В 1935 году, вернувшись в Москву, Иофан подготовил отчет о результатах первой заграничной поездки Архитектурно-технической комиссии. Исходя из увиденного, комиссия пришла к убеждению, что «именно американская техника является для нас наиболее приспособленной по своим темпам, комплексному решению проблем и четкости проведения работ при постройке самого сооружения и на предприятиях, обслуживающих строительство»[196]. Готовясь к работам, которые УСДС должно было проделать для строительства фундамента и для решения вопросов, связанных с акустикой, лифтами и кондиционированием воздуха, а также со многими другими элементами проекта здания, Иофан продолжал переписываться с многими специалистами, с которыми он познакомился в США: обсуждал с ними конкретные темы, задавал новые вопросы, а иногда просто благодарил. В апреле 1935 года Иофан написал в Детройт Альберту Кану и спросил его совета: стоит ли нанимать одного американского специалиста по освещению? Дело в том, что до этого он получил письмо от Стэнли Маккэндлесса, преподавателя с факультета драмы Йельского университета, которого, по его словам, «очень интересовал Дворец Съездов»[197]. Кан порекомендовал ознакомиться с новыми работами по освещению, посоветовал не нанимать Маккэндлесса и обратился от имени Иофана в Национальную ассоциацию электрического освещения Кливленда, пообещав сообщить сразу же, как только оттуда ответят[198]. В мае 1935 года Иофан написал Джону Р. Тодду, управляющему из строительной империи Джона Д. Рокфеллера в Нью-Йорке: «Я с большим удовольствием вспоминаю время, проведенное в вашей компании. Сейчас проект Дворца Советов детально дорабатывается, и нам очень пригождаются ваши авторитетные и дельные советы»[199]. Иофан также передавал искрений привет и добрые пожелания от Щуко, Гельфрейха и Николаева. Со своей стороны, Тодд прислал теплый ответ из своей конторы в небоскребе Рокфеллер-Плаза[200].

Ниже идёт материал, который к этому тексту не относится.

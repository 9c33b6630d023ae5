//! Application-wide constants
//!
//! Setting keys, bus channels and timing values shared by the controller,
//! the renderer and the screen managers.

/// Setting store keys
pub mod settings {
    /// `{ [screenId]: SlideItemDataType }`
    pub const SLIDE: &str = "screen-slide";

    /// `{ [screenId]: BibleItemDataType }`
    pub const FULL_TEXT: &str = "screen-full-text";

    /// `{ [screenId]: AlertDataType }`
    pub const ALERT: &str = "screen-alert";

    /// `{ [screenId]: BackgroundSrcType }`
    pub const BACKGROUND: &str = "screen-background";

    /// `[{ screenId, isSelected, colorNote }]`
    pub const MANAGERS: &str = "screen-managers";

    /// Global PDF slide layout toggle ("true" / "false")
    pub const PDF_FULL_WIDTH: &str = "screen-pdf-full-width";

    /// Global bible text style JSON
    pub const BIBLE_TEXT_STYLE: &str = "screen-bible-text-style";

    /// Prefix of the per-screen display assignment key
    pub const DISPLAY_PREFIX: &str = "screen-display--pid-";

    /// Prefix of the per-screen, per-target effect key
    pub const EFFECT_PREFIX: &str = "pt-effect-";

    /// Per-screen display assignment key
    pub fn display_key(screen_id: u32) -> String {
        format!("{DISPLAY_PREFIX}{screen_id}")
    }

    /// Per-screen, per-target transition effect key
    pub fn effect_key(screen_id: u32, target: &str) -> String {
        format!("{EFFECT_PREFIX}{screen_id}-{target}")
    }
}

/// Message bus channel names
pub mod channels {
    /// Sync messages replicated to renderer windows
    pub const SCREEN_SYNC: &str = "screen:sync";

    /// Display host queries and commands
    pub const GET_DISPLAYS: &str = "display:get-all";
    pub const GET_SHOWING_SCREEN_IDS: &str = "display:get-showing-ids";
    pub const SHOW_SCREEN: &str = "display:show";
    pub const HIDE_SCREEN: &str = "display:hide";
    pub const SET_DISPLAY: &str = "display:set";
}

/// Timing constants
pub mod timing {
    /// Inbound scroll mutes local scroll echo for this long
    pub const SCROLL_MUTE_MS: u64 = 3000;

    /// Renderer settle tick for transition stages
    pub const RENDER_TICK_MS: u64 = 50;

    /// Blocking bus query timeout
    pub const SYNC_QUERY_TIMEOUT_MS: u64 = 2000;
}

/// IPC transport constants
pub mod ipc {
    /// Maximum frame size (10 MB) to prevent memory exhaustion
    pub const MAX_MESSAGE_SIZE: usize = 10 * 1024 * 1024;

    /// Socket file name under the runtime directory
    pub const SOCKET_RELATIVE_PATH: &str = "screen-sync/bus.sock";
}

/// Config file location
pub mod config {
    /// Directory under the user config dir
    pub const APP_DIR: &str = "screen-sync";

    /// Config file name
    pub const FILENAME: &str = "config.json";

    /// Setting store directory name under APP_DIR
    pub const SETTINGS_DIR: &str = "settings";
}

До того как пришел ответ Тодда, Иофан получил отдельное письмо от его сына Уэбстера Б. Тодда. Уэбстер тоже работал на Рокфеллера – руководил строительством Радио-сити (который сейчас называется Рокфеллеровским центром) между Пятой и Шестой авеню в Нью-Йорке. «Прошлой осенью, когда ваша группа побывала здесь, – писал Тодд-младший Иофану в письме от 6 июня 1935 года, – мы имели удовольствие показать вам Рокфеллеровский центр». Уэбстер напоминал Иофану, что в ту пору только начиналась работа над фундаментом и стальными конструкциями 38-этажного небоскреба. «Теперь здание завершено, и я подумал, что вам может быть интересно узнать, сколько времени ушло на окончание работ и заселение контор», – писал Уэбстер Тодд. И приводил данные: 136 рабочих дней от установки стальных каркасов до введения здания в эксплуатацию. «Возможно, эти данные покажутся вам скучными, – продолжал он, – но вы и ваши коллеги проявляли такой интерес и такое воодушевление, что я позволил себе прислать вам эту информацию. Пожалуйста, передавайте сердечный привет и добрые пожелания остальным членам вашей комиссии»[201]. Иофан живо откликнулся, выразил восхищение молниеносным завершением строительства Рокфеллеровского центра и написал, что вспоминает свой визит в Нью-Йорк «с большим удовольствием»[202].

 

То, что Иофан и другие члены Архитектурно-технической комиссии обзавелись в Нью-Йорке (и даже в близких к Рокфеллеру кругах) друзьями и связями, вовсе не так удивительно, как может показаться. Во-первых, у делегации был там, можно сказать, «свой человек» в лице Вячеслава Олтаржевского, в США ставшего Уолтером Олтаржевски. В начале 1920-х годов Олтаржевский работал в Москве под началом Алексея Щусева, а в 1924 году уехал из СССР в Нью-Йорк изучать передовые строительные технологии. Вначале Олтаржевский нашел работу в фирме Helmie & Corbett, а затем – в мастерской Уоллеса К. Харрисона. С 1931 года он участвовал в строительстве Рокфеллеровского центра[203]. Но еще важнее то, что, несмотря на языковые трудности и некоторые довольно ощутимые культурные различия, Иофана, Щуко и Гельфрейха объединяло с архитекторами нью-йоркских небоскребов 1930-х годов главное – любовь к архитектурной работе. Все эти люди получили похожее образование, причем многим в юности довелось поучиться в Италии или Франции. Отношения, завязавшиеся между ними в 1930-е годы, оказались дружескими и были основаны на взаимопонимании. Конечно, это не значило, что Иофан и его команда смотрели на Америку некритичным взглядом.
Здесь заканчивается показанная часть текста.